Five Misconceptions Of New Entrepreneurs
May 13, 2010
Here’s five quick misconceptions I see of new entrepeneurs who I have been running into at technology conferences, which I thought I’d share to hopefully help some of those folks out there avoid lengthy (and often fatal) issues with finding funding for their ventures.
- Investors fund business plans, all 100 pages. Ummm. There’s still a common misconception by entrepreneurs (no doubt, propagated through many a business-plan writing competition or class in business school) that venture capitalists fund business plans, and the better (and longer) the business plan the more like you’ll get funded. I have yet to meet an investor who decides to talk to an entrepreneur because he’s handed a 100 page business plan and full analytics. On the other hand, I have known hundreds of entrepreneurs who have been funded on a PowerPoint (and their experience).
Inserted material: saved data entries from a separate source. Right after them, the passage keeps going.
//! Placeholder expression grammar.
//!
//! ```text
//! expr    := term (('+' | '-') term)*
//! term    := unary (('*' | '/') unary)*
//! unary   := '-' unary | primary
//! primary := number
//!          | '(' expr ')'
//!          | func '(' expr (',' expr)* ')'
//!          | namespace '.' ident ('^' | '#')?
//! ```
//!
//! Namespaces are `param`, `input`, `output`, `reg`, `mem` and `label`. The
//! `^`/`#` suffixes only apply to `mem` references.

use core::fmt;

/// A named function callable from a placeholder.
#[derive(Clone, Copy, Debug, PartialEq, Eq)]
pub enum Function {
    /// `min(a, b)`
    Min,
    /// `max(a, b)`
    Max,
    /// `clamp(x, lo, hi)`
    Clamp,
    /// `db(x)`: decibels to linear gain.
    Db,
    /// `remap_scale(a0, a1, b0, b1)`: slope of the line mapping `a0..a1` onto `b0..b1`.
    RemapScale,
    /// `remap_offset(a0, a1, b0, b1)`: intercept of the same line.
    RemapOffset,
    /// `onepole(hz)`: one-pole low-pass coefficient at the chip sample rate.
    Onepole,
}

impl Function {
    fn from_name(name: &str) -> Option<Self> {
        Some(match name {
            "min" => Function::Min,
            "max" => Function::Max,
            "clamp" => Function::Clamp,
            "db" => Function::Db,
            "remap_scale" => Function::RemapScale,
            "remap_offset" => Function::RemapOffset,
            "onepole" => Function::Onepole,
            _ => return None,
        })
    }

    /// Number of arguments.
    pub const fn arity(self) -> usize {
        match self {
            Function::Db | Function::Onepole => 1,
            Function::Min | Function::Max => 2,
            Function::Clamp => 3,
            Function::RemapScale | Function::RemapOffset => 4,
        }
    }

    /// Name as written in templates.
    pub const fn name(self) -> &'static str {
        match self {
            Function::Min => "min",
            Function::Max => "max",
            Function::Clamp => "clamp",
            Function::Db => "db",
            Function::RemapScale => "remap_scale",
            Function::RemapOffset => "remap_offset",
            Function::Onepole => "onepole",
        }
    }
}

/// Which word of a memory region a `mem` reference names.
#[derive(Clone, Copy, Debug, PartialEq, Eq)]
pub enum MemPoint {
    /// First word.
    Start,
    /// Midpoint (`^`).
    Middle,
    /// Last word (`#`).
    End,
}

/// A reference to something in the block's environment.
#[derive(Clone, Debug, PartialEq, Eq)]
pub enum Reference {
    /// `param.<id>`
    Param(String),
    /// `input.<port>`: the driving register.
    Input(String),
    /// `output.<port>`: the register allocated for the output.
    Output(String),
    /// `reg.<name>`: a block-private scratch register.
    Scratch(String),
    /// `mem.<name>`: a region declared with `@mem`.
    Memory(String, MemPoint),
    /// `label.<name>`: a label unique to this block instance.
    Label(String),
}

impl Reference {
    fn namespace(&self) -> &'static str {
        match self {
            Reference::Param(_) => "param",
            Reference::Input(_) => "input",
            Reference::Output(_) => "output",
            Reference::Scratch(_) => "reg",
            Reference::Memory(..) => "mem",
            Reference::Label(_) => "label",
        }
    }

    fn name(&self) -> &str {
        match self {
            Reference::Param(n)
            | Reference::Input(n)
            | Reference::Output(n)
            | Reference::Scratch(n)
            | Reference::Memory(n, _)
            | Reference::Label(n) => n,
        }
    }
}

impl fmt::Display for Reference {
    fn fmt(&self, f: &mut fmt::Formatter<'_>) -> fmt::Result {
        write!(f, "{}.{}", self.namespace(), self.name())?;
        match self {
            Reference::Memory(_, MemPoint::Middle) => f.write_str("^"),
            Reference::Memory(_, MemPoint::End) => f.write_str("#"),
            _ => Ok(()),
        }
    }
}

/// Binary arithmetic operator.
#[derive(Clone, Copy, Debug, PartialEq, Eq)]
pub enum BinOp {
    /// `+`
    Add,
    /// `-`
    Sub,
    /// `*`
    Mul,
    /// `/`
    Div,
}

/// Parsed placeholder expression.
#[derive(Clone, Debug, PartialEq)]
pub enum Expr {
    /// Numeric literal.
    Number(f64),
    /// Environment reference.
    Ref(Reference),
    /// Unary minus.
    Neg(Box<Expr>),
    /// Binary operation.
    Binary(BinOp, Box<Expr>, Box<Expr>),
    /// Function call with checked arity.
    Call(Function, Vec<Expr>),
}

impl Expr {
    /// Parses an expression, rejecting trailing input.
    pub fn parse(text: &str) -> Result<Expr, String> {
        let tokens = tokenize(text)?;
        let mut parser = Parser {
            tokens,
            pos: 0,
            depth: 0,
        };
        let expr = parser.expr()?;
        match parser.peek() {
            None => Ok(expr),
            Some(tok) => Err(format!("unexpected {tok} in '{text}'")),
        }
    }

    /// Visits every reference in the expression.
    pub fn references(&self) -> Vec<&Reference> {
        let mut out = Vec::new();
        self.collect(&mut out);
        out
    }

    fn collect<'a>(&'a self, out: &mut Vec<&'a Reference>) {
        match self {
            Expr::Number(_) => {}
            Expr::Ref(r) => out.push(r),
            Expr::Neg(e) => e.collect(out),
            Expr::Binary(_, a, b) => {
                a.collect(out);
                b.collect(out);
            }
            Expr::Call(_, args) => args.iter().for_each(|a| a.collect(out)),
        }
    }
}

#[derive(Clone, Debug, PartialEq)]
enum Token {
    Number(f64),
    Ident(String),
    Punct(char),
}

impl fmt::Display for Token {
    fn fmt(&self, f: &mut fmt::Formatter<'_>) -> fmt::Result {
        match self {
            Token::Number(n) => write!(f, "number {n}"),
            Token::Ident(s) => write!(f, "'{s}'"),
            Token::Punct(c) => write!(f, "'{c}'"),
        }
    }
}

fn tokenize(text: &str) -> Result<Vec<Token>, String> {
    let chars: Vec<char> = text.chars().collect();
    let mut tokens = Vec::new();
    let mut i = 0;
    while i < chars.len() {
        let c = chars[i];
        if c.is_whitespace() {
            i += 1;
        } else if c.is_ascii_digit()
            || (c == '.' && chars.get(i + 1).is_some_and(char::is_ascii_digit))
        {
            let start = i;
            while i < chars.len() && (chars[i].is_ascii_digit() || chars[i] == '.') {
                i += 1;
            }
            if i < chars.len() && matches!(chars[i], 'e' | 'E') {
                let mut j = i + 1;
                if j < chars.len() && matches!(chars[j], '+' | '-') {
                    j += 1;
                }
                if j < chars.len() && chars[j].is_ascii_digit() {
                    i = j;
                    while i < chars.len() && chars[i].is_ascii_digit() {
                        i += 1;
                    }
                }
            }
            let literal: String = chars[start..i].iter().collect();
            let value = literal
                .parse::<f64>()
                .map_err(|_| format!("malformed number '{literal}'"))?;
            tokens.push(Token::Number(value));
        } else if c.is_ascii_alphabetic() || c == '_' {
            let start = i;
            while i < chars.len() && (chars[i].is_ascii_alphanumeric() || chars[i] == '_') {
                i += 1;
            }
            tokens.push(Token::Ident(chars[start..i].iter().collect()));
        } else if "+-*/(),.^#".contains(c) {
            tokens.push(Token::Punct(c));
            i += 1;
        } else {
            return Err(format!("unexpected character '{c}'"));
        }
    }
    Ok(tokens)
}

/// Deepest nesting of parentheses, calls and unary minus accepted.
const MAX_NESTING: usize = 64;

struct Parser {
    tokens: Vec<Token>,
    pos: usize,
    depth: usize,
}

impl Parser {
    fn peek(&self) -> Option<&Token> {
        self.tokens.get(self.pos)
    }

    fn next(&mut self) -> Option<Token> {
        let tok = self.tokens.get(self.pos).cloned();
        self.pos += 1;
        tok
    }

    fn eat(&mut self, c: char) -> bool {
        if self.peek() == Some(&Token::Punct(c)) {
            self.pos += 1;
            true
        } else {
            false
        }
    }

    fn expect(&mut self, c: char) -> Result<(), String> {
        if self.eat(c) {
            Ok(())
        } else {
            Err(match self.peek() {
                Some(tok) => format!("expected '{c}', found {tok}"),
                None => format!("expected '{c}' before end of expression"),
            })
        }
    }

    fn expr(&mut self) -> Result<Expr, String> {
        let mut lhs = self.term()?;
        loop {
            let op = if self.eat('+') {
                BinOp::Add
            } else if self.eat('-') {
                BinOp::Sub
            } else {
                return Ok(lhs);
            };
            let rhs = self.term()?;
            lhs = Expr::Binary(op, Box::new(lhs), Box::new(rhs));
        }
    }

    fn term(&mut self) -> Result<Expr, String> {
        let mut lhs = self.unary()?;
        loop {
            let op = if self.eat('*') {
                BinOp::Mul
            } else if self.eat('/') {
                BinOp::Div
            } else {
                return Ok(lhs);
            };
            let rhs = self.unary()?;
            lhs = Expr::Binary(op, Box::new(lhs), Box::new(rhs));
        }
    }

    fn unary(&mut self) -> Result<Expr, String> {
        if self.depth >= MAX_NESTING {
            return Err(format!("expression nested deeper than {MAX_NESTING} levels"));
        }
        self.depth += 1;
        let expr = if self.eat('-') {
            self.unary().map(|inner| Expr::Neg(Box::new(inner)))
        } else {
            self.primary()
        };
        self.depth -= 1;
        expr
    }

    fn primary(&mut self) -> Result<Expr, String> {
        match self.next() {
            Some(Token::Number(n)) => Ok(Expr::Number(n)),
            Some(Token::Punct('(')) => {
                let inner = self.expr()?;
                self.expect(')')?;
                Ok(inner)
            }
            Some(Token::Ident(name)) => {
                if self.eat('(') {
                    let func = Function::from_name(&name)
                        .ok_or_else(|| format!("unknown function '{name}'"))?;
                    let mut args = Vec::new();
                    if !self.eat(')') {
                        loop {
                            args.push(self.expr()?);
                            if self.eat(')') {
                                break;
                            }
                            self.expect(',')?;
                        }
                    }
                    if args.len() != func.arity() {
                        return Err(format!(
                            "{}() takes {} argument(s), got {}",
                            func.name(),
                            func.arity(),
                            args.len()
                        ));
                    }
                    return Ok(Expr::Call(func, args));
                }
                self.expect('.')
                    .map_err(|_| format!("'{name}' must be qualified, e.g. param.{name}"))?;
                let Some(Token::Ident(item)) = self.next() else {
                    return Err(format!("expected a name after '{name}.'"));
                };
                let reference = match name.as_str() {
                    "param" => Reference::Param(item),
                    "input" => Reference::Input(item),
                    "output" => Reference::Output(item),
                    "reg" => Reference::Scratch(item),
                    "label" => Reference::Label(item),
                    "mem" => {
                        let point = if self.eat('^') {
                            MemPoint::Middle
                        } else if self.eat('#') {
                            MemPoint::End
                        } else {
                            MemPoint::Start
                        };
                        Reference::Memory(item, point)
                    }
                    other => return Err(format!("unknown namespace '{other}'")),
                };
                Ok(Expr::Ref(reference))
            }
            Some(tok) => Err(format!("unexpected {tok}")),
            None => Err("unexpected end of expression".to_string()),
        }
    }
}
- You gotta sell your company like it’s life insurance. You know the type — the person who just can’t take no for an answer, who hard sells you and pitches you nonstop, who seems to have learned their sales skills from life insurance and encyclopedia sales. Trying to get investors interested in your company is not a game of high pressure sales, it’s closer to getting that first date; it’s more about wooing and less about selling. This is a relationship you’re getting into, not a one-off hit-and-run sale.
- Looking for funding for company is like selling a used car, you just post it on Craiglist. It’s surprising the number of new entrepreneurs I see who seem to think looking for money for their startup is as simple as selling a used car — just post that you’re “looking for funding” on LinkedIn, a web marketplace, etc.–as if it were Craigslist–and an investor will call you up, check in hand. Unfortunately, that’s not the case. Lots of entrepreneurs have asked us if we’d put up a marketplace or bulletin board where they can post that they are looking for funding, but we’ve refused (we’ve even lost a few customers to our venture database), because that’s just not how venture deals get funded in the real world.
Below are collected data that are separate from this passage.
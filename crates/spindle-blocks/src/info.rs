//! Block metadata shared by both definition variants.

use std::collections::BTreeMap;

use serde::{Deserialize, Serialize};
use spindle_core::{ParamDescriptor, PortDescriptor};

/// Category of block for organization and filtering.
#[derive(Debug, Clone, Copy, PartialEq, Eq, Hash, PartialOrd, Ord, Serialize, Deserialize)]
#[serde(rename_all = "lowercase")]
pub enum BlockCategory {
    /// Physical inputs and outputs (ADC, DAC, pots)
    Io,
    /// Arithmetic on signals
    Math,
    /// Summing and routing
    Mix,
    /// Delay memory
    Memory,
    /// Filters
    Filter,
    /// Control-rate shaping
    Control,
    /// LFOs and ramps
    Modulation,
    /// Anything else
    #[serde(other)]
    Other,
}

impl BlockCategory {
    /// All categories in display order.
    pub const ALL: [BlockCategory; 8] = [
        BlockCategory::Io,
        BlockCategory::Math,
        BlockCategory::Mix,
        BlockCategory::Memory,
        BlockCategory::Filter,
        BlockCategory::Control,
        BlockCategory::Modulation,
        BlockCategory::Other,
    ];

    /// Returns a human-readable name for the category.
    pub const fn name(&self) -> &'static str {
        match self {
            BlockCategory::Io => "Input/Output",
            BlockCategory::Math => "Math",
            BlockCategory::Mix => "Mixing",
            BlockCategory::Memory => "Delay Memory",
            BlockCategory::Filter => "Filter",
            BlockCategory::Control => "Control",
            BlockCategory::Modulation => "Modulation",
            BlockCategory::Other => "Other",
        }
    }

    /// Returns a description of the category.
    pub const fn description(&self) -> &'static str {
        match self {
            BlockCategory::Io => "ADC inputs, DAC outputs and potentiometers",
            BlockCategory::Math => "Gain, inversion, multiplication and other arithmetic",
            BlockCategory::Mix => "Mixers and signal routing",
            BlockCategory::Memory => "Delay lines backed by the chip's sample memory",
            BlockCategory::Filter => "Low-pass, high-pass and other filters",
            BlockCategory::Control => "Scaling and shaping of control signals",
            BlockCategory::Modulation => "Oscillators and ramps",
            BlockCategory::Other => "Uncategorized blocks",
        }
    }
}

/// Describes a block type: identity, display metadata, ports and parameters.
///
/// Template files carry this as their TOML header, so field names here are
/// the file format.
#[derive(Debug, Clone, PartialEq, Serialize, Deserialize)]
pub struct BlockInfo {
    /// Type identifier referenced by graph documents, e.g. `math.gain`.
    #[serde(rename = "type")]
    pub type_id: String,
    /// Human-readable name.
    pub name: String,
    /// Category for organization.
    pub category: BlockCategory,
    /// Optional finer grouping within the category.
    #[serde(default, skip_serializing_if = "Option::is_none")]
    pub subcategory: Option<String>,
    /// Brief description.
    #[serde(default)]
    pub description: String,
    /// Editor color, e.g. `#4a90d9`.
    #[serde(default, skip_serializing_if = "Option::is_none")]
    pub color: Option<String>,
    /// Editor width in grid units.
    #[serde(default, skip_serializing_if = "Option::is_none")]
    pub width: Option<u32>,
    /// Ordered input ports.
    #[serde(default)]
    pub inputs: Vec<PortDescriptor>,
    /// Ordered output ports.
    #[serde(default)]
    pub outputs: Vec<PortDescriptor>,
    /// Ordered parameters.
    #[serde(default, alias = "parameters")]
    pub params: Vec<ParamDescriptor>,
    /// Reads and writes delay memory, so it can close a feedback loop.
    #[serde(default)]
    pub memory_bearing: bool,
}

impl BlockInfo {
    /// Creates metadata with no ports or parameters.
    pub fn new(type_id: &str, name: &str, category: BlockCategory, description: &str) -> Self {
        Self {
            type_id: type_id.to_string(),
            name: name.to_string(),
            category,
            subcategory: None,
            description: description.to_string(),
            color: None,
            width: None,
            inputs: Vec::new(),
            outputs: Vec::new(),
            params: Vec::new(),
            memory_bearing: false,
        }
    }

    /// Adds an input port.
    pub fn input(mut self, port: PortDescriptor) -> Self {
        self.inputs.push(port);
        self
    }

    /// Adds an output port.
    pub fn output(mut self, port: PortDescriptor) -> Self {
        self.outputs.push(port);
        self
    }

    /// Adds a parameter.
    pub fn param(mut self, param: ParamDescriptor) -> Self {
        self.params.push(param);
        self
    }

    /// Marks the block as memory-bearing.
    pub fn memory_bearing(mut self) -> Self {
        self.memory_bearing = true;
        self
    }

    /// Looks up an input port.
    pub fn input_port(&self, id: &str) -> Option<&PortDescriptor> {
        self.inputs.iter().find(|p| p.id == id)
    }

    /// Looks up an output port.
    pub fn output_port(&self, id: &str) -> Option<&PortDescriptor> {
        self.outputs.iter().find(|p| p.id == id)
    }

    /// Looks up a parameter.
    pub fn param_descriptor(&self, id: &str) -> Option<&ParamDescriptor> {
        self.params.iter().find(|p| p.id == id)
    }

    /// Every parameter at its default value.
    pub fn default_params(&self) -> BTreeMap<String, f64> {
        self.params
            .iter()
            .map(|p| (p.id.clone(), p.default))
            .collect()
    }

    /// Checks internal consistency: unique port and parameter ids, sane ranges.
    pub fn check(&self) -> Result<(), String> {
        if self.type_id.trim().is_empty() {
            return Err("block type id is empty".to_string());
        }
        for (kind, ports) in [("input", &self.inputs), ("output", &self.outputs)] {
            for (i, port) in ports.iter().enumerate() {
                if ports[..i].iter().any(|p| p.id == port.id) {
                    return Err(format!("duplicate {kind} port '{}'", port.id));
                }
            }
        }
        for (i, param) in self.params.iter().enumerate() {
            if self.params[..i].iter().any(|p| p.id == param.id) {
                return Err(format!("duplicate parameter '{}'", param.id));
            }
            if param.min > param.max {
                return Err(format!(
                    "parameter '{}' has min {} above max {}",
                    param.id, param.min, param.max
                ));
            }
            if !param.contains(param.default) {
                return Err(format!(
                    "parameter '{}' default {} is outside [{}, {}]",
                    param.id, param.default, param.min, param.max
                ));
            }
        }
        Ok(())
    }
}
- No one else has had this idea, so we’ll rule the world! If you spend enough time wandering around technology conferences, you’ll discover that ideas are a dime a dozen. There’s most likely two or three other people with the same idea you have somewhere out there, maybe more (“The next FACEBOOK! REAL TIME! MOBILE GADGETS!”), and most likely at least one out there getting along the funding path. You discover that it’s–in most cases–execution, execution, execution (and prior connections) which investors care about, and which ultimately make a company successful.
- You have to sign my NDA first, before I tell you what I’m doing. It’s ultimately the badge of a new entrepreneur who won’t talk about what they are doing without an NDA, and who are literally paranoid that someone will steal their idea (see number 4 above). No investor signs and NDA, and if you idea is so easy to steal that if someone can just hear a high level overview of what your company is about, you’re in trouble–then, funding is the least of your worries.